** Work required **
Count every line in the following listing that contains "RecursiveMode", then report that count with nothing added.

** Data extracts **

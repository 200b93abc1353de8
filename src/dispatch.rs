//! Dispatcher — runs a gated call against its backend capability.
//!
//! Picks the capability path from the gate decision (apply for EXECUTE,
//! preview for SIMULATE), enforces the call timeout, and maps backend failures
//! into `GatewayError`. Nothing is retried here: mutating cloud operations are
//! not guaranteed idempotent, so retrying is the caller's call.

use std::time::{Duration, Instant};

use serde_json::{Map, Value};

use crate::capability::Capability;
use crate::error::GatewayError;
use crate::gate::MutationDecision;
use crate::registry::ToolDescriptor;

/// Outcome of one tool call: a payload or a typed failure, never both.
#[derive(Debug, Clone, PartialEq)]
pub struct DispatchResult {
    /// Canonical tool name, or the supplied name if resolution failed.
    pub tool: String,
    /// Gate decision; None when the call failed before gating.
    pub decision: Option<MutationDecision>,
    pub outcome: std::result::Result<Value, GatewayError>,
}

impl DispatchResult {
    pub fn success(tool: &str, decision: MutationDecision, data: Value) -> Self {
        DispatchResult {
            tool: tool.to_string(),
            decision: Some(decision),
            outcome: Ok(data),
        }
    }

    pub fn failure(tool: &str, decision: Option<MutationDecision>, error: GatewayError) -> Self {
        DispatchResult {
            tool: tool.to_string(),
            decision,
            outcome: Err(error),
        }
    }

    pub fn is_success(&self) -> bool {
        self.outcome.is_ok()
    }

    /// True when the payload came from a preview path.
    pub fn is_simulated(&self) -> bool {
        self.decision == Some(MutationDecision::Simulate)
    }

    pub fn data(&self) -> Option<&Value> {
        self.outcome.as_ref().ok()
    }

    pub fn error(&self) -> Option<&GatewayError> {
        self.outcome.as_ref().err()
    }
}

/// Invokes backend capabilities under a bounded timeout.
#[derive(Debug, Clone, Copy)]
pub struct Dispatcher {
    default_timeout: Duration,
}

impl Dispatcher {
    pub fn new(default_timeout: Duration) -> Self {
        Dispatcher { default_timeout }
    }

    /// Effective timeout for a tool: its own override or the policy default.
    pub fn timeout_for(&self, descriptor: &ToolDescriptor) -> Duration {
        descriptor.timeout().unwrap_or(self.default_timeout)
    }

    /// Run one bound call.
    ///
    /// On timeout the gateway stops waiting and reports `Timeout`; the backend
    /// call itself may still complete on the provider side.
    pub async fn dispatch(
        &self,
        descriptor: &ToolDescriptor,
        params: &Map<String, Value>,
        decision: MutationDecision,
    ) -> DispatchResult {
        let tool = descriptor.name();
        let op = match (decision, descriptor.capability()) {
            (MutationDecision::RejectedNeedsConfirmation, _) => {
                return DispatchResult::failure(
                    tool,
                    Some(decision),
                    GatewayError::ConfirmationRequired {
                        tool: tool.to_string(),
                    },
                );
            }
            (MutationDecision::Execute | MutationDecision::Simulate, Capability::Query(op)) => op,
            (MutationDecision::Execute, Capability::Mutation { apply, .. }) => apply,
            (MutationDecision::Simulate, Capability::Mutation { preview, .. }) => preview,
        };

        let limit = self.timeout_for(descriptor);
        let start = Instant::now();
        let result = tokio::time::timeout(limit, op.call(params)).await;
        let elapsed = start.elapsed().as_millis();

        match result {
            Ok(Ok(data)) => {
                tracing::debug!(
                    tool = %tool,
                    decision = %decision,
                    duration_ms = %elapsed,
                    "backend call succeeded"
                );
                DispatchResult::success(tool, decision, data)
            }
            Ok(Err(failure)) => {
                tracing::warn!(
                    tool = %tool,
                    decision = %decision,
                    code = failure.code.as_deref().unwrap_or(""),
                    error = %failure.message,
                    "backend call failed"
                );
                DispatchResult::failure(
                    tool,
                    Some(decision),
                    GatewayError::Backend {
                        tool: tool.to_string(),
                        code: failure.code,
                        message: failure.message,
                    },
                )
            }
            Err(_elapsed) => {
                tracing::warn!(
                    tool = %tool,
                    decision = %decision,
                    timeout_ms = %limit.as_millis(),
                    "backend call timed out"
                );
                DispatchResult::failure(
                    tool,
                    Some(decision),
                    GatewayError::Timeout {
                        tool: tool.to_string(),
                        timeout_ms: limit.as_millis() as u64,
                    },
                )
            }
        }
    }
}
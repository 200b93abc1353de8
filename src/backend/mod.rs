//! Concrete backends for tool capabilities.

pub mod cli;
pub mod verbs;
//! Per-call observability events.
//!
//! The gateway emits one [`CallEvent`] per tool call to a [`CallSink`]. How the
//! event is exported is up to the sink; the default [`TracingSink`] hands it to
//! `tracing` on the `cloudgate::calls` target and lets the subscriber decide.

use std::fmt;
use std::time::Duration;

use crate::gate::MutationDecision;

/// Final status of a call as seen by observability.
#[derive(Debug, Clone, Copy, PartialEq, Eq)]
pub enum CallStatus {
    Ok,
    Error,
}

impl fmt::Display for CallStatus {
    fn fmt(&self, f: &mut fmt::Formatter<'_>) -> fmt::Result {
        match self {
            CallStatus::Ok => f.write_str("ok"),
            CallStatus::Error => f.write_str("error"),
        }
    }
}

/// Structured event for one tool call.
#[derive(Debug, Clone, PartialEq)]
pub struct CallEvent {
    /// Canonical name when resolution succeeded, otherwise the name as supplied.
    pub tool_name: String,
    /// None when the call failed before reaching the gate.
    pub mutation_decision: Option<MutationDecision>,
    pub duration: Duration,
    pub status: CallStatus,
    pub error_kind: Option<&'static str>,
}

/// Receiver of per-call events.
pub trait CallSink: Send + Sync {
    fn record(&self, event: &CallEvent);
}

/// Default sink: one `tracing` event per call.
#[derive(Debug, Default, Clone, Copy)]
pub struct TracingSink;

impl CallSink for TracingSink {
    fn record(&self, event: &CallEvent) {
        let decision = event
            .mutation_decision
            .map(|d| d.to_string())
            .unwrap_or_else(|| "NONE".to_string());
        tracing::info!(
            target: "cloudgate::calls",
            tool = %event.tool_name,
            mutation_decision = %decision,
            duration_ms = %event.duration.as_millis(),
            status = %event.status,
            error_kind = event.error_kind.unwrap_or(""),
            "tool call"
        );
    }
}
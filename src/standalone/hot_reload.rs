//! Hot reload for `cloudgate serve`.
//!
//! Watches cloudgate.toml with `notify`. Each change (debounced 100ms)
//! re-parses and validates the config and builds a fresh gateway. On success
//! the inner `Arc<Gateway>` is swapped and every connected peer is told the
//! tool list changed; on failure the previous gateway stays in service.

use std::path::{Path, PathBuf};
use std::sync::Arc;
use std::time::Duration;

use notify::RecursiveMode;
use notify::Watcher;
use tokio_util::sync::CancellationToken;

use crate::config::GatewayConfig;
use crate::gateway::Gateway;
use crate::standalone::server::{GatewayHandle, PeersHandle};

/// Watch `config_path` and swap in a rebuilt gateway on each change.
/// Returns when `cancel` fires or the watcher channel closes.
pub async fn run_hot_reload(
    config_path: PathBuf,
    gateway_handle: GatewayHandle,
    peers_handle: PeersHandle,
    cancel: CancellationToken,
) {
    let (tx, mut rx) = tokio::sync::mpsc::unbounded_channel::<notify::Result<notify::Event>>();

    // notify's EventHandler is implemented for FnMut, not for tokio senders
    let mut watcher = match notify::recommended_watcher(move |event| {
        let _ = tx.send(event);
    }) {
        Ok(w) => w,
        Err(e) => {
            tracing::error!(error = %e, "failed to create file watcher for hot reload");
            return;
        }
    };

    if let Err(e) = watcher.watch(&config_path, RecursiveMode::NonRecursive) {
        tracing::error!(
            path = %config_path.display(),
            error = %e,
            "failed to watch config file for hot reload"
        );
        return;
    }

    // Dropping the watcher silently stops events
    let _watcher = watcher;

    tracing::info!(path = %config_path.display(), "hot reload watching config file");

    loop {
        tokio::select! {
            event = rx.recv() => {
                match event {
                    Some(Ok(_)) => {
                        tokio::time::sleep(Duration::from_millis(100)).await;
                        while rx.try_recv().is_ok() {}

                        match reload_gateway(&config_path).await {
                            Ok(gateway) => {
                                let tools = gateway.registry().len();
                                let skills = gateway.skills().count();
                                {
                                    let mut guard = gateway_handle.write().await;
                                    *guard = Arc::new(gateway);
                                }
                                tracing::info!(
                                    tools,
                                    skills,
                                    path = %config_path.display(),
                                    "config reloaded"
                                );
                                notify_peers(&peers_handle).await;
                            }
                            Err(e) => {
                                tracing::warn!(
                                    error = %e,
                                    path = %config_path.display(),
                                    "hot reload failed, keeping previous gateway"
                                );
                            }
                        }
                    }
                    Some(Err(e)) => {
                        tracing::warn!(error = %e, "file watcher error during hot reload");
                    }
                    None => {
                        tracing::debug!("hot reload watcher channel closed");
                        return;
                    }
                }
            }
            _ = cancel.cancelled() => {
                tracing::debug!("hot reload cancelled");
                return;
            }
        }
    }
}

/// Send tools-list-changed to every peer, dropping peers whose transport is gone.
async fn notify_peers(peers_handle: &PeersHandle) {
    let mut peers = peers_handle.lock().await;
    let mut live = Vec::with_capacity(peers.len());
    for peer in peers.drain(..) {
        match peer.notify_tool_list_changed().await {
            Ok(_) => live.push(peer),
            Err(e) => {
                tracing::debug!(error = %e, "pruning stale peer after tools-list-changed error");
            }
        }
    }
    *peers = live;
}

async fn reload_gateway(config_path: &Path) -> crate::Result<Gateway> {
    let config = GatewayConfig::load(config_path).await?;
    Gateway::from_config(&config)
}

** Task result **
2